By Ingle International
We all know that travelling can put you in risky situations. However, never leaving home can pose an even greater risk to your development as a well-rounded human being. And with each challenge, you grow in ways you could never even imagine… until you venture outside your comfort zone. Literally.
If you’re not sure what I mean, I’ll tell you about my life and death experiences in 10 different countries. And you’ll see why travel insurance is not a luxury, it’s a necessity. In fact, travel insurance is a more luxurious choice. Most of us don’t have that kind of extra pocket money to pay for unforeseen expenses that really add up.
So, read on to learn about ridiculous—and downright scary—situations I lived through while travelling outside of Canada. All the while learning, adapting, growing, and turning into the person I am today.
My friend and I went for an evening stroll along the beach just when the tides were beginning to come in. It wouldn’t have been such a big deal, except that the resort had huge barriers to protect buildings and tourists from nights like these. But it trapped us between a stone barricade and the approaching sea. Panicked, we clumsily re-traced our steps, running as fast as we could over the uneven terrain. We eventually found a way out, but a few minutes more and we may have needed emergency evacuation services to pull us out of an angry sea.
While visiting my cousin in London, I was suddenly hit with a pretty severe toothache. It was nice to have a family member take me to a walk-in clinic. But the cost of the visit to the clinic and the medication didn’t feel so great. I didn’t have travel insurance, so my one tooth cost me a whopping CDN $100.
While enjoying my time in the 1700s—I mean Edinburgh—I decided to hop the train to Glasgow to experience a day or two in another city. Bad mistake. Not only was Glasgow harder on the eyes, but it was also COLD. I can handle a cold, Canadian winter any day, but a damp, bone-chilling fall? This was “cold” on a whole other level. I spent the night awake and shivering and was very lucky it didn’t turn into anything serious, like pneumonia.
I spent several years teaching English in Japan and learned just how precious extended health care can be. I ended up visiting several doctors for this and that during my stay. But the weekend I spent in the hospital to get my four wisdom teeth removed would have cost me thousands if I hadn’t had insurance. I ended up spending $400 for surgery, a very comfortable hospital stay, and some delicious sushi! (Yes, hospital food actually tastes good in Japan.)
Where to begin? If I were a cat, 3 of my 9 lives were definitely lost in Thailand. Whether stuck on a boat where crashing waves threatened to pull us all in, crossing an old, decaying bridge that was swinging precariously over the rocky river below, or trekking through the jungle, unaware of surrounding poisonous snakes until we were on the other side, I made some pretty foolish decisions. But somehow I survived. And I didn’t even have to pay any out-of-pocket medical fees, luckily.

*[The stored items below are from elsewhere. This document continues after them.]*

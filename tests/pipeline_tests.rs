//! Pipeline tests: every line attempted once, dedup under races, termination, ordering.

use gostatus::pipeline::{ClaimSet, drain_results, run_pipeline, write_results};
use gostatus::{Outcome, SkipReason};
use std::collections::{BTreeSet, HashMap};
use std::io::Cursor;
use std::sync::{Arc, Mutex};
use std::thread;
use std::time::Duration;

fn input_of(lines: &[&str]) -> Cursor<Vec<u8>> {
    let mut s = lines.join("\n");
    if !lines.is_empty() {
        s.push('\n');
    }
    Cursor::new(s.into_bytes())
}

fn run_collect<E>(input: Cursor<Vec<u8>>, enricher: Arc<E>, jobs: usize) -> Vec<String>
where
    E: gostatus::pipeline::Enricher + 'static,
{
    let handles = run_pipeline(input, enricher, jobs);
    let mut out = Vec::new();
    drain_results(handles, |s| {
        out.push(s);
        Ok(())
    })
    .unwrap();
    out
}

/// Counts how many times each line was enriched.
struct Counting {
    seen: Mutex<HashMap<String, usize>>,
}

impl Counting {
    fn new() -> Self {
        Self {
            seen: Mutex::new(HashMap::new()),
        }
    }
}

impl gostatus::pipeline::Enricher for Counting {
    fn enrich(&self, item: &str) -> Outcome {
        *self.seen.lock().unwrap().entry(item.to_string()).or_default() += 1;
        Outcome::Status(item.to_string())
    }
}

#[test]
fn test_every_line_attempted_exactly_once() {
    let lines: Vec<String> = (0..1000).map(|i| format!("pkg/{i}")).collect();
    let refs: Vec<&str> = lines.iter().map(String::as_str).collect();
    for jobs in [1, 2, 8, 32] {
        let enricher = Arc::new(Counting::new());
        let out = run_collect(input_of(&refs), Arc::clone(&enricher), jobs);
        assert_eq!(out.len(), lines.len(), "jobs={jobs}");
        let seen = enricher.seen.lock().unwrap();
        assert_eq!(seen.len(), lines.len());
        assert!(seen.values().all(|&n| n == 1), "jobs={jobs}");
    }
}

/// Mimics the status check: lines map to a repo key via `keys`; the first claimer wins.
struct Keyed {
    keys: HashMap<String, Option<String>>,
    standard: BTreeSet<String>,
    claims: ClaimSet<String>,
    inspected: Mutex<Vec<String>>,
}

impl Keyed {
    fn new(keys: &[(&str, Option<&str>)], standard: &[&str]) -> Self {
        Self {
            keys: keys
                .iter()
                .map(|(l, k)| (l.to_string(), k.map(str::to_string)))
                .collect(),
            standard: standard.iter().map(|s| s.to_string()).collect(),
            claims: ClaimSet::new(),
            inspected: Mutex::new(Vec::new()),
        }
    }
}

impl gostatus::pipeline::Enricher for Keyed {
    fn enrich(&self, item: &str) -> Outcome {
        let Some(key) = self.keys.get(item) else {
            return Outcome::Skipped(SkipReason::Invalid);
        };
        if self.standard.contains(item) {
            return Outcome::Skipped(SkipReason::Standard);
        }
        if let Some(key) = key {
            if !self.claims.claim(key.clone()) {
                return Outcome::Skipped(SkipReason::Duplicate);
            }
            // Widen the race window between claim and result.
            thread::sleep(Duration::from_millis(2));
            self.inspected.lock().unwrap().push(key.clone());
        }
        Outcome::Status(item.to_string())
    }
}

#[test]
fn test_five_lines_two_share_a_repo() {
    let keys = [
        ("line1", Some("K1")),
        ("line2", Some("R1")),
        ("line3", None),
        ("line4", Some("R1")),
        ("line5", Some("K5")),
    ];
    let lines: Vec<&str> = keys.iter().map(|(l, _)| *l).collect();
    for jobs in [1, 2, 5, 8] {
        let enricher = Arc::new(Keyed::new(&keys, &[]));
        let out = run_collect(input_of(&lines), Arc::clone(&enricher), jobs);
        assert_eq!(out.len(), 4, "jobs={jobs}: {out:?}");
        for l in ["line1", "line3", "line5"] {
            assert!(out.iter().any(|o| o == l), "jobs={jobs}: missing {l}");
        }
        let shared = out.iter().filter(|o| *o == "line2" || *o == "line4").count();
        assert_eq!(shared, 1);
        assert_eq!(enricher.claims.len(), 3);
    }
}

#[test]
fn test_many_lines_one_repo_single_inspection() {
    let lines: Vec<String> = (0..400).map(|i| format!("github.com/u/r/sub{i}")).collect();
    let keys: Vec<(&str, Option<&str>)> = lines.iter().map(|l| (l.as_str(), Some("R"))).collect();
    let refs: Vec<&str> = lines.iter().map(String::as_str).collect();
    let enricher = Arc::new(Keyed::new(&keys, &[]));
    let handles = run_pipeline(input_of(&refs), Arc::clone(&enricher), 16);
    let mut out = Vec::new();
    let summary = write_results(handles, &mut out).unwrap();
    assert_eq!(summary.attempted, 400);
    assert_eq!(summary.emitted, 1);
    assert_eq!(summary.skipped_for(SkipReason::Duplicate), 399);
    assert_eq!(enricher.inspected.lock().unwrap().len(), 1);
    assert_eq!(String::from_utf8(out).unwrap().lines().count(), 1);
}

#[test]
fn test_claims_equal_distinct_keys() {
    let lines: Vec<String> = (0..600).map(|i| format!("p{i}")).collect();
    let key_names: Vec<String> = (0..600).map(|i| format!("R{}", i % 37)).collect();
    let keys: Vec<(&str, Option<&str>)> = lines
        .iter()
        .zip(&key_names)
        .map(|(l, k)| (l.as_str(), Some(k.as_str())))
        .collect();
    let refs: Vec<&str> = lines.iter().map(String::as_str).collect();
    for jobs in [1, 3, 8, 24] {
        let enricher = Arc::new(Keyed::new(&keys, &[]));
        let out = run_collect(input_of(&refs), Arc::clone(&enricher), jobs);
        assert_eq!(enricher.claims.len(), 37);
        assert_eq!(out.len(), 37);
        let mut inspected = enricher.inspected.lock().unwrap().clone();
        inspected.sort();
        inspected.dedup();
        assert_eq!(inspected.len(), 37);
    }
}

#[test]
fn test_standard_items_never_printed() {
    let keys = [
        ("fmt", Some("GOROOT")),
        ("net/http", None),
        ("example.org/a", Some("A")),
    ];
    let enricher = Arc::new(Keyed::new(&keys, &["fmt", "net/http"]));
    let handles = run_pipeline(
        input_of(&["fmt", "net/http", "example.org/a"]),
        Arc::clone(&enricher),
        4,
    );
    let mut out = Vec::new();
    let summary = write_results(handles, &mut out).unwrap();
    assert_eq!(String::from_utf8(out).unwrap(), "example.org/a\n");
    assert_eq!(summary.skipped_for(SkipReason::Standard), 2);
    // Excluded items never reach the guard.
    assert_eq!(enricher.claims.len(), 1);
}

#[test]
fn test_output_count_is_input_minus_skips() {
    let keys = [
        ("a", Some("R1")),
        ("b", Some("R1")),
        ("c", None),
        ("std", None),
        ("d", Some("R2")),
    ];
    let enricher = Arc::new(Keyed::new(&keys, &["std"]));
    let handles = run_pipeline(
        input_of(&["a", "b", "c", "std", "d", "", "bogus"]),
        enricher,
        3,
    );
    let summary = write_results(handles, &mut Vec::<u8>::new()).unwrap();
    assert_eq!(summary.attempted, 7);
    assert_eq!(summary.skipped_for(SkipReason::Invalid), 2);
    assert_eq!(summary.skipped_for(SkipReason::Standard), 1);
    assert_eq!(summary.skipped_for(SkipReason::Duplicate), 1);
    assert_eq!(summary.emitted, 7 - 2 - 1 - 1);
    assert_eq!(summary.emitted + summary.skipped(), summary.attempted);
}

#[test]
fn test_empty_input_empty_output() {
    for jobs in [1, 8] {
        let handles = run_pipeline(
            Cursor::new(Vec::new()),
            Arc::new(|l: &str| Outcome::Status(l.to_string())),
            jobs,
        );
        let mut out = Vec::new();
        let summary = write_results(handles, &mut out).unwrap();
        assert!(out.is_empty());
        assert_eq!(summary.attempted, 0);
    }
}

#[test]
fn test_single_worker_preserves_order_and_matches_parallel_set() {
    let lines: Vec<String> = (0..300).map(|i| format!("pkg{i:03}")).collect();
    let refs: Vec<&str> = lines.iter().map(String::as_str).collect();
    let enricher = |l: &str| -> Outcome {
        // Drop every fifth line so ordering is checked on a filtered stream.
        if l.ends_with('0') || l.ends_with('5') {
            Outcome::Skipped(SkipReason::Invalid)
        } else {
            Outcome::Status(format!("ok {l}"))
        }
    };

    let serial = run_collect(input_of(&refs), Arc::new(enricher), 1);
    let expected: Vec<String> = refs
        .iter()
        .filter_map(|&l| match enricher(l) {
            Outcome::Status(s) => Some(s),
            Outcome::Skipped(_) => None,
        })
        .collect();
    assert_eq!(serial, expected);

    for jobs in [2, 8, 16] {
        let parallel = run_collect(input_of(&refs), Arc::new(enricher), jobs);
        let a: BTreeSet<_> = serial.iter().collect();
        let b: BTreeSet<_> = parallel.iter().collect();
        assert_eq!(parallel.len(), serial.len());
        assert_eq!(a, b, "jobs={jobs}");
    }
}

#[test]
fn test_terminates_with_slow_enricher_and_small_pool() {
    let lines: Vec<String> = (0..200).map(|i| i.to_string()).collect();
    let refs: Vec<&str> = lines.iter().map(String::as_str).collect();
    // More results than the channel holds, produced slower than they are drained.
    let enricher = |l: &str| -> Outcome {
        thread::sleep(Duration::from_micros(200));
        Outcome::Status(l.to_string())
    };
    for jobs in [1, 4, 64] {
        let out = run_collect(input_of(&refs), Arc::new(enricher), jobs);
        assert_eq!(out.len(), 200);
    }
}

#[test]
fn test_bounded_concurrency() {
    let active = Arc::new(Mutex::new((0usize, 0usize)));
    let tracker = Arc::clone(&active);
    let enricher = move |l: &str| -> Outcome {
        {
            let mut a = tracker.lock().unwrap();
            a.0 += 1;
            a.1 = a.1.max(a.0);
        }
        thread::sleep(Duration::from_millis(1));
        tracker.lock().unwrap().0 -= 1;
        Outcome::Status(l.to_string())
    };
    let lines: Vec<String> = (0..120).map(|i| i.to_string()).collect();
    let refs: Vec<&str> = lines.iter().map(String::as_str).collect();
    let out = run_collect(input_of(&refs), Arc::new(enricher), 3);
    assert_eq!(out.len(), 120);
    let (now, peak) = *active.lock().unwrap();
    assert_eq!(now, 0);
    assert!(peak <= 3, "peak concurrency {peak}");
    assert!(peak >= 1);
}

While eating at a fancy restaurant on the water, our venue was rocked (and we were shaken) by a nearby earthquake. It turned out to be nothing but small tremors. At the time, it gave us a serious scare! One good thing to know: as long as the government of Canada has not issued a travel advisory, injuries due to natural disasters are covered by travel insurance.
7. South Korea
My time spent on Korean roads was filled with danger and adventure. I was almost hit—several times—while walking across the street at a green light. I came close to falling and breaking some bones while taking my seat on a speeding, lurching bus. And I somehow avoided injury after my taxi driver got into an accident on the highway. Lucky for me, I never had to ride in a Korean ambulance or worry about paying to get myself to a hospital!
While enjoying my time in la belle France, my trip turned ugly when a pre-existing condition acted up. I had to get prescription medication for the pain. My pain may have gone away, but my wallet was certainly hurting.
While travelling the country known for its mouth-watering wines, I had to refrain from drinking due to meds I was taking for a terrible toothache. I started to feel pretty sorry for myself and soon decided that one glass of wine with dinner couldn’t hurt. Wrong! Halfway through my meal, I started to feel woozy, and my travelling companion had to cart me back to our hotel where I instantly crashed. Good thing I didn’t require any medical care because alcohol-related illness or injury isn’t covered!
I started feeling sick just as our plane prepared for landing in L.A. My nausea intensified as I rode the bus into the city. I felt a little better after a nap and a cold shower at my hotel, but if my symptoms hadn’t subsided, I would have gone to a clinic. And I had travel insurance to cover it! Good thing too because the U.S. has some of the most expensive medical care in the world.
So what does this say about me? For one, not all of my decisions are smart ones. But you know what they say: learn from your mistakes. And I learned about the importance of travel insurance. Though it won’t cover everything (think: falling down the stairs while intoxicated), it is there to protect you in the event of unexpected illness or injury while travelling. And, if you’re planning to live, work, or study overseas, getting yourself extended health care coverage means accessing health care when you need it!